Following yesterday’s post about the new animated series with a strong female heroine, Nickelodeon’s press release (spotted on FutonCritic.com) highlights some of the key reasons this series found success straight out of the gate.
DEBUT OF NICKELODEON’S “THE LEGEND OF KORRA” DRAWS 4.5 MILLION VIEWERS, RANKS AS BASIC CABLE’S NUMBER-ONE KIDS’ SHOW AND THE TOP ANIMATED SERIES FOR THE WEEK
NEW YORK – April 17, 2012 – Nickelodeon’s highly anticipated premiere of The Legend of Korra (Saturday, April 14, 11a.m. ET/PT), scored a strong 4.5 million total viewers, ranking as basic cable’s number-one kids’ show and top animated program for the week with total viewers. The series, which continues the mythology of the beloved animated franchise Avatar: The Last Airbender, also posted double and triple-digit increases across all kid and tween demos, averaging a 5.7/1.2 million K6-11 (+36%), 6.3/1.3 million T9-14 (+125%) and 5.5/1.9 million K2-11 (+17%). The Legend of Korra also ranks as the network’s most-watched animated series premiere in three years.

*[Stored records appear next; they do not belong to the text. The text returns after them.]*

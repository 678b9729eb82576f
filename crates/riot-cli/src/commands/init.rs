// Rust guideline compliant 2026-02-06

//! Implementation of the `riot init` command.
//!
//! Writes a configuration file holding every default so it can be edited by hand.

use anyhow::Result;
use riot_app::AppError;
use riot_core::Config;
use std::path::Path;

use crate::terminal::print_success;

/// Writes the default configuration to `path`.
///
/// # Errors
///
/// Returns an error if:
/// - The file already exists and `force` is not set
/// - The file cannot be written
pub fn execute(path: &Path, force: bool) -> Result<()> {
    if path.exists() && !force {
        return Err(AppError::InvalidInput(format!(
            "{} already exists, use --force to overwrite it",
            path.display()
        ))
        .into());
    }

    Config::default().save(path).map_err(AppError::from)?;
    print_success(&format!("Wrote default configuration to {}", path.display()));
    Ok(())
}
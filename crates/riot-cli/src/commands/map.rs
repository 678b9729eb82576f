// Rust guideline compliant 2026-02-06

//! Implementation of the `riot map` command.

use anyhow::Result;
use riot_app::AppError;
use riot_core::{CityMap, Config};

use crate::output::OutputFormatter;

/// Prints the city map described by `config`.
///
/// Entry cells are not checked.
///
/// # Errors
///
/// Returns an error if the grid is empty or the street layout does not fit it.
pub fn execute(config: &Config, formatter: &dyn OutputFormatter) -> Result<()> {
    config.validate_layout().map_err(AppError::from)?;
    let map = match config.build_city_map().map_err(AppError::from)? {
        Some(map) => map,
        None => CityMap::open(config.width, config.height).map_err(AppError::from)?,
    };
    println!("{}", formatter.format_map(&map));
    Ok(())
}
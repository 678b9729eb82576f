// Rust guideline compliant 2026-02-06

//! Command implementations for the Riot CLI.

pub mod batch;
pub mod init;
pub mod map;
pub mod run;
// Rust guideline compliant 2026-02-06

//! Progress reporting for long simulations.

/// Step counter that prints periodic updates to stderr.
pub struct ProgressReporter {
    label: String,
    total: usize,
    interval: usize,
    enabled: bool,
}

impl ProgressReporter {
    /// Creates a new progress reporter.
    ///
    /// # Arguments
    ///
    /// * `label` - Label to include in progress messages
    /// * `total` - Number of steps the operation will take
    /// * `enabled` - Whether anything is printed at all
    pub fn new(label: &str, total: usize, enabled: bool) -> Self {
        Self {
            label: label.to_string(),
            total,
            interval: (total / 10).max(1),
            enabled,
        }
    }

    /// Returns true if `current` is a step that should be reported.
    pub fn should_report(&self, current: usize) -> bool {
        self.enabled && current > 0 && current % self.interval == 0
    }

    /// Formats the progress line for `current`.
    pub fn message(&self, current: usize) -> String {
        let percent = if self.total == 0 {
            100
        } else {
            current * 100 / self.total
        };
        format!("{}: step {} / {} ({}%)", self.label, current, self.total, percent)
    }

    /// Reports progress at the configured interval.
    pub fn report(&self, current: usize) {
        if self.should_report(current) {
            eprintln!("{}", self.message(current));
        }
    }

    /// Reports completion for the operation.
    pub fn finish(&self) {
        if self.enabled {
            eprintln!("{}: {} steps complete", self.label, self.total);
        }
    }
}

#[cfg(test)]
mod tests {
    use super::*;

    #[test]
    fn test_reports_every_tenth() {
        let progress = ProgressReporter::new("run", 100, true);
        assert!(progress.should_report(10));
        assert!(!progress.should_report(11));
        assert!(progress.should_report(100));
    }

    #[test]
    fn test_short_runs_report_each_step() {
        let progress = ProgressReporter::new("run", 5, true);
        assert!((1..=5).all(|step| progress.should_report(step)));
    }

    #[test]
    fn test_disabled_reporter_is_silent() {
        let progress = ProgressReporter::new("run", 100, false);
        assert!(!progress.should_report(10));
    }

    #[test]
    fn test_message_includes_percentage() {
        let progress = ProgressReporter::new("run", 200, true);
        assert_eq!(progress.message(50), "run: step 50 / 200 (25%)");
    }
}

This past February, Nickelodeon created “Korra Nation,” an online program for The Legend of Korra superfans clamoring for details and new fans just discovering the property. There was a 750% increase in daily social chatter over the first seven weeks since launch, and the series peaked at 2.2 million mentions on March 24, earning more chatter than the season premiere of Mad Men, according to SocialRadar. The first episode of the series was featured on iTunes, Xbox, Playstation, Amazon, VOD and Vudu in advance of its on-air premiere, and was downloaded and streamed more than 500,000 times. The Legend of Korra has been the number-one kids’ TV season for the past 10 days, and has been in the top ten TV season list on all of iTunes.

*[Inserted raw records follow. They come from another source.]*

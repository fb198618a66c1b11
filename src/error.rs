//! Error taxonomy for the conversation client
//!
//! Every failure in this crate is a local-state reset: the orchestrator logs it,
//! releases whatever device the turn held and goes back to listening. Nothing
//! here is fatal to the process.

use std::fmt;

/// Result alias used throughout the crate
pub type VoiceResult<T> = Result<T, VoiceError>;

/// Errors that can occur while running a conversation
#[derive(Debug, thiserror::Error)]
pub enum VoiceError {
    #[error("Audio device unavailable: {0}")]
    DeviceUnavailable(String),

    #[error("Network failure: {0}")]
    Network(String),

    #[error("Backend error ({status}): {message}")]
    Backend { status: u16, message: String },

    #[error("Malformed payload: {0}")]
    MalformedPayload(String),

    #[error("Decode failure: {0}")]
    Decode(String),

    #[error("Timed out after {attempts} poll attempts")]
    TimeoutExceeded { attempts: u32 },

    #[error("Resource already claimed: {0}")]
    StateConflict(String),

    #[error("Playback error: {0}")]
    Playback(String),

    #[error("Operation cancelled")]
    Cancelled,

    #[error("IO error: {0}")]
    Io(#[from] std::io::Error),
}

/// Coarse error classes used for logging and propagation decisions
#[derive(Debug, Clone, Copy, PartialEq, Eq)]
pub enum ErrorKind {
    DeviceUnavailable,
    NetworkFailure,
    DecodeFailure,
    TimeoutExceeded,
    StateConflict,
    Cancelled,
}

impl fmt::Display for ErrorKind {
    fn fmt(&self, f: &mut fmt::Formatter<'_>) -> fmt::Result {
        let name = match self {
            ErrorKind::DeviceUnavailable => "device_unavailable",
            ErrorKind::NetworkFailure => "network_failure",
            ErrorKind::DecodeFailure => "decode_failure",
            ErrorKind::TimeoutExceeded => "timeout_exceeded",
            ErrorKind::StateConflict => "state_conflict",
            ErrorKind::Cancelled => "cancelled",
        };
        f.write_str(name)
    }
}

impl VoiceError {
    /// Map this error onto the propagation taxonomy.
    ///
    /// Backend status errors and malformed payloads are request-layer
    /// failures, so they count as network failures.
    pub fn kind(&self) -> ErrorKind {
        match self {
            VoiceError::DeviceUnavailable(_) => ErrorKind::DeviceUnavailable,
            VoiceError::Network(_)
            | VoiceError::Backend { .. }
            | VoiceError::MalformedPayload(_)
            | VoiceError::Io(_) => ErrorKind::NetworkFailure,
            VoiceError::Decode(_) | VoiceError::Playback(_) => ErrorKind::DecodeFailure,
            VoiceError::TimeoutExceeded { .. } => ErrorKind::TimeoutExceeded,
            VoiceError::StateConflict(_) => ErrorKind::StateConflict,
            VoiceError::Cancelled => ErrorKind::Cancelled,
        }
    }

    /// Whether the conversation loop can carry on after this error.
    ///
    /// Always true: every failure resets the current turn and nothing more.
    pub fn is_recoverable(&self) -> bool {
        true
    }

    /// Whether a poll that failed with this error may be retried.
    ///
    /// Any request-layer failure is retried; only a reply that cannot be
    /// understood ends polling early.
    pub fn is_retryable(&self) -> bool {
        matches!(self, VoiceError::Network(_) | VoiceError::Backend { .. })
    }
}

impl From<reqwest::Error> for VoiceError {
    fn from(err: reqwest::Error) -> Self {
        if err.is_decode() {
            VoiceError::MalformedPayload(err.to_string())
        } else {
            VoiceError::Network(err.to_string())
        }
    }
}

impl From<serde_json::Error> for VoiceError {
    fn from(err: serde_json::Error) -> Self {
        VoiceError::MalformedPayload(err.to_string())
    }
}

impl From<base64::DecodeError> for VoiceError {
    fn from(err: base64::DecodeError) -> Self {
        VoiceError::MalformedPayload(format!("invalid base64 audio: {}", err))
    }
}

impl From<hound::Error> for VoiceError {
    fn from(err: hound::Error) -> Self {
        VoiceError::Decode(err.to_string())
    }
}

impl From<cpal::DefaultStreamConfigError> for VoiceError {
    fn from(err: cpal::DefaultStreamConfigError) -> Self {
        VoiceError::DeviceUnavailable(err.to_string())
    }
}

impl From<cpal::BuildStreamError> for VoiceError {
    fn from(err: cpal::BuildStreamError) -> Self {
        VoiceError::DeviceUnavailable(err.to_string())
    }
}

impl From<cpal::PlayStreamError> for VoiceError {
    fn from(err: cpal::PlayStreamError) -> Self {
        VoiceError::DeviceUnavailable(err.to_string())
    }
}

#[cfg(test)]
mod tests {
    use super::*;

    #[test]
    fn test_error_display() {
        let err = VoiceError::Network("connection refused".to_string());
        assert_eq!(err.to_string(), "Network failure: connection refused");

        let err = VoiceError::TimeoutExceeded { attempts: 30 };
        assert_eq!(err.to_string(), "Timed out after 30 poll attempts");

        let err = VoiceError::Backend {
            status: 503,
            message: "busy".to_string(),
        };
        assert_eq!(err.to_string(), "Backend error (503): busy");
    }

    #[test]
    fn test_kind_mapping() {
        assert_eq!(
            VoiceError::MalformedPayload("x".into()).kind(),
            ErrorKind::NetworkFailure
        );
        assert_eq!(
            VoiceError::Decode("x".into()).kind(),
            ErrorKind::DecodeFailure
        );
        assert_eq!(
            VoiceError::StateConflict("mic".into()).kind(),
            ErrorKind::StateConflict
        );
        assert_eq!(ErrorKind::TimeoutExceeded.to_string(), "timeout_exceeded");
    }

    #[test]
    fn test_retryable() {
        assert!(VoiceError::Network("reset".into()).is_retryable());
        assert!(VoiceError::Backend {
            status: 502,
            message: String::new()
        }
        .is_retryable());
        assert!(VoiceError::Backend {
            status: 404,
            message: String::new()
        }
        .is_retryable());
        assert!(!VoiceError::Decode("x".into()).is_retryable());
        assert!(!VoiceError::MalformedPayload("bad".into()).is_retryable());
        assert!(VoiceError::DeviceUnavailable("mic".into()).is_recoverable());
    }
}
//! Input device lookup using cpal

use crate::error::VoiceError;
use cpal::traits::{DeviceTrait, HostTrait};
use cpal::DeviceId;
use serde::Serialize;
use std::str::FromStr;

/// An audio input device as shown to the user
#[derive(Debug, Clone, Serialize)]
pub struct InputDeviceInfo {
    /// Stable identifier (survives restarts)
    pub id: String,
    /// Human-readable device name
    pub name: String,
    /// Whether this is the system default input device
    pub is_default: bool,
}

/// Display name for a device, preferring `description()` over the deprecated `name()`
pub fn device_display_name(device: &cpal::Device) -> String {
    device
        .description()
        .map(|desc| desc.name().to_string())
        .unwrap_or_else(|_| {
            #[allow(deprecated)]
            device.name().unwrap_or_else(|_| "Unknown".to_string())
        })
}

/// List all available input devices
pub fn list_input_devices() -> Vec<InputDeviceInfo> {
    let host = cpal::default_host();
    let default_id = host
        .default_input_device()
        .and_then(|d| d.id().ok())
        .map(|id| id.to_string());

    let devices: Vec<InputDeviceInfo> = host
        .input_devices()
        .map(|iter| {
            iter.filter_map(|device| {
                let id = device.id().ok()?.to_string();
                Some(InputDeviceInfo {
                    name: device_display_name(&device),
                    is_default: Some(&id) == default_id.as_ref(),
                    id,
                })
            })
            .collect()
        })
        .unwrap_or_default();

    tracing::debug!("Found {} input devices on host {}", devices.len(), host.id().name());
    devices
}

fn find_input_device_by_id(id_str: &str) -> Option<cpal::Device> {
    let device_id = DeviceId::from_str(id_str).ok()?;
    cpal::default_host().device_by_id(&device_id)
}

/// Resolve the capture device: the configured one if present, else the default.
///
/// Fails with `DeviceUnavailable` when the host has no input device at all.
pub fn resolve_input_device(device_id: Option<&str>) -> Result<cpal::Device, VoiceError> {
    if let Some(id) = device_id {
        if let Some(device) = find_input_device_by_id(id) {
            tracing::info!("Using configured input device: {}", device_display_name(&device));
            return Ok(device);
        }

        let available: Vec<String> = list_input_devices()
            .iter()
            .map(|d| format!("{} (id: {})", d.name, d.id))
            .collect();
        tracing::warn!(
            "Configured input device '{}' not found. Available: [{}]. Falling back to default.",
            id,
            available.join(", ")
        );
    }

    let device = cpal::default_host()
        .default_input_device()
        .ok_or_else(|| VoiceError::DeviceUnavailable("no input device present".to_string()))?;

    if let Ok(config) = device.default_input_config() {
        tracing::info!(
            "Using default input device: '{}', {}Hz, {}ch, format={:?}",
            device_display_name(&device),
            config.sample_rate(),
            config.channels(),
            config.sample_format()
        );
    }
    Ok(device)
}

#[cfg(test)]
mod tests {
    use super::*;

    #[test]
    fn test_list_input_devices_does_not_panic() {
        for device in list_input_devices() {
            assert!(!device.id.is_empty());
        }
    }

    #[test]
    fn test_device_ids_parse_back() {
        for device in list_input_devices() {
            assert!(
                DeviceId::from_str(&device.id).is_ok(),
                "Device ID '{}' should be parseable as DeviceId",
                device.id
            );
        }
    }

    #[test]
    fn test_unknown_id_falls_back_or_reports_unavailable() {
        match resolve_input_device(Some("definitely-not-a-device")) {
            Ok(_) => {}
            Err(e) => assert!(matches!(e, VoiceError::DeviceUnavailable(_))),
        }
    }
}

The “cultural zeitgeist” for heroines and the existing fanbase for the original Avatar: The Last Airbender television show have helped. I also see a pattern emerging:
- Myth – Whether it’s Star Wars, The Hunger Games, or Avatar/Korra, they all have myth at their core.

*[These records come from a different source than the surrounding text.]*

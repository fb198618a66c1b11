//! Conversation backend access
//!
//! The backend exposes session, transcription, filler, response and audio
//! endpoints. Responses are produced asynchronously and collected by the
//! bounded poller.

pub mod client;
pub mod poller;
pub mod types;

pub use client::{ConversationBackend, HttpBackend};
pub use poller::{PollRequest, PollStatus, ResponsePoller};
pub use types::{AudioAsset, PollReply, SessionGreeting, SubmitAck, WordTiming};
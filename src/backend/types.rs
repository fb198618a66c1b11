//! Backend wire payloads and the domain values built from them

use crate::error::VoiceError;
use base64::Engine;
use serde::{Deserialize, Serialize};

/// Timing of one spoken word within a response, in seconds
#[derive(Debug, Clone, PartialEq, Serialize, Deserialize)]
pub struct WordTiming {
    pub word: String,
    pub start: f64,
    pub end: f64,
}

/// Encoded audio returned by the backend, plus what it says
#[derive(Debug, Clone, Default)]
pub struct AudioAsset {
    /// Encoded bytes as received; the container is unknown until decoded
    pub raw_bytes: Vec<u8>,
    /// Transcript of the audio, for logging and lip-sync
    pub text: String,
    /// Backend's estimate of the spoken length
    pub estimated_duration: Option<f64>,
    pub word_timings: Vec<WordTiming>,
}

impl AudioAsset {
    pub fn new(raw_bytes: Vec<u8>, text: impl Into<String>) -> Self {
        Self {
            raw_bytes,
            text: text.into(),
            ..Default::default()
        }
    }

    pub fn has_audio(&self) -> bool {
        !self.raw_bytes.is_empty()
    }
}

/// Decode optional inline base64 audio; absent or empty means no audio
pub fn decode_inline_audio(encoded: Option<&str>) -> Result<Vec<u8>, VoiceError> {
    match encoded.map(str::trim) {
        Some(data) if !data.is_empty() => {
            Ok(base64::engine::general_purpose::STANDARD.decode(data)?)
        }
        _ => Ok(Vec::new()),
    }
}

/// Body for calls scoped to a session
#[derive(Debug, Serialize)]
pub struct SessionRequest<'a> {
    pub session_id: &'a str,
}

/// Body for response generation (submitted or blocking)
#[derive(Debug, Serialize)]
pub struct ResponseRequest<'a> {
    pub text: &'a str,
    pub session_id: &'a str,
}

/// Reply to `start_session`
#[derive(Debug, Deserialize)]
pub struct StartSessionResponse {
    pub session_id: String,
    #[serde(default)]
    pub welcome_text: Option<String>,
    #[serde(default)]
    pub audio_base64: Option<String>,
    #[serde(default)]
    pub estimated_duration: Option<f64>,
}

/// Reply to `transcribe`
#[derive(Debug, Deserialize)]
pub struct TranscribeResponse {
    pub text: String,
}

/// Text plus inline audio, as returned for fillers and blocking responses
#[derive(Debug, Deserialize)]
pub struct SpokenReply {
    #[serde(default)]
    pub text: String,
    #[serde(default)]
    pub audio_base64: Option<String>,
    #[serde(default)]
    pub estimated_duration: Option<f64>,
    #[serde(default)]
    pub word_timings: Vec<WordTiming>,
}

impl SpokenReply {
    pub fn into_asset(self) -> Result<AudioAsset, VoiceError> {
        Ok(AudioAsset {
            raw_bytes: decode_inline_audio(self.audio_base64.as_deref())?,
            text: self.text,
            estimated_duration: self.estimated_duration,
            word_timings: self.word_timings,
        })
    }
}

/// Acknowledgement of a submitted response request
#[derive(Debug, Clone, Default, Deserialize)]
pub struct SubmitAck {
    #[serde(default)]
    pub request_id: Option<String>,
}

/// Reply to `poll_response`
#[derive(Debug, Deserialize)]
pub struct PollResponse {
    pub completed: bool,
    #[serde(flatten)]
    pub reply: SpokenReply,
}

/// Outcome of one poll
#[derive(Debug, Clone)]
pub enum PollReply {
    Pending,
    /// Generation finished; the asset may carry no audio
    Completed(AudioAsset),
}

impl TryFrom<PollResponse> for PollReply {
    type Error = VoiceError;

    fn try_from(response: PollResponse) -> Result<Self, Self::Error> {
        if !response.completed {
            return Ok(PollReply::Pending);
        }
        Ok(PollReply::Completed(response.reply.into_asset()?))
    }
}

/// Session details returned at startup
#[derive(Debug, Clone)]
pub struct SessionGreeting {
    pub session_id: String,
    /// Welcome audio to play before the first turn
    pub welcome: Option<AudioAsset>,
}

impl TryFrom<StartSessionResponse> for SessionGreeting {
    type Error = VoiceError;

    fn try_from(response: StartSessionResponse) -> Result<Self, Self::Error> {
        if response.session_id.trim().is_empty() {
            return Err(VoiceError::MalformedPayload(
                "start_session returned an empty session id".to_string(),
            ));
        }
        let raw_bytes = decode_inline_audio(response.audio_base64.as_deref())?;
        let welcome = (!raw_bytes.is_empty() || response.welcome_text.is_some()).then(|| AudioAsset {
            raw_bytes,
            text: response.welcome_text.unwrap_or_default(),
            estimated_duration: response.estimated_duration,
            word_timings: Vec::new(),
        });
        Ok(SessionGreeting {
            session_id: response.session_id,
            welcome,
        })
    }
}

- Awareness – As discussed in my post last week, The Hunger Games has forged new ground in marketing the product to the masses. The “Korra Nation” strategy follows a similar path, using superfans and social media to spread the word. Of the Star Wars properties, The Clone Wars animated series has been the most forward-thinking in using awareness saturation techniques. The sheer size and scope of the Star Wars franchise, though, probably has limited its ability to embed itself in fansites or to utilize superfans the way the hungrier, smaller franchises have.
- Appeal – Based on the recent trends with book sales and box office statistics, plenty of evidence now indicates that a franchise can’t be truly successful by appealing to just the boys/men or the girls/women. When television shows like The Big Bang Theory, which already had become a hit when it focused on four male geeks and their pretty-but-not-so-smart neighbor, gain even more popularity after adding smart geeky female characters to the mix, it turns the old school industry thinking on its head. My nephews, who are big The Clone Wars fans, had already discovered The Legend of Korra before I even had the chance to suggest it – and they like it. This same cross-gender appeal is evident in the success of The Hunger Games, as noted yesterday by Fred Salmon of WhatCulture! (spotted by Parker Publicity). And as I’ve blogged about extensively previously, everything I have experienced as a long-time Star Wars fan makes me a firm believer that its appeal to women was a bigger key to its success than the franchise had understood until recently.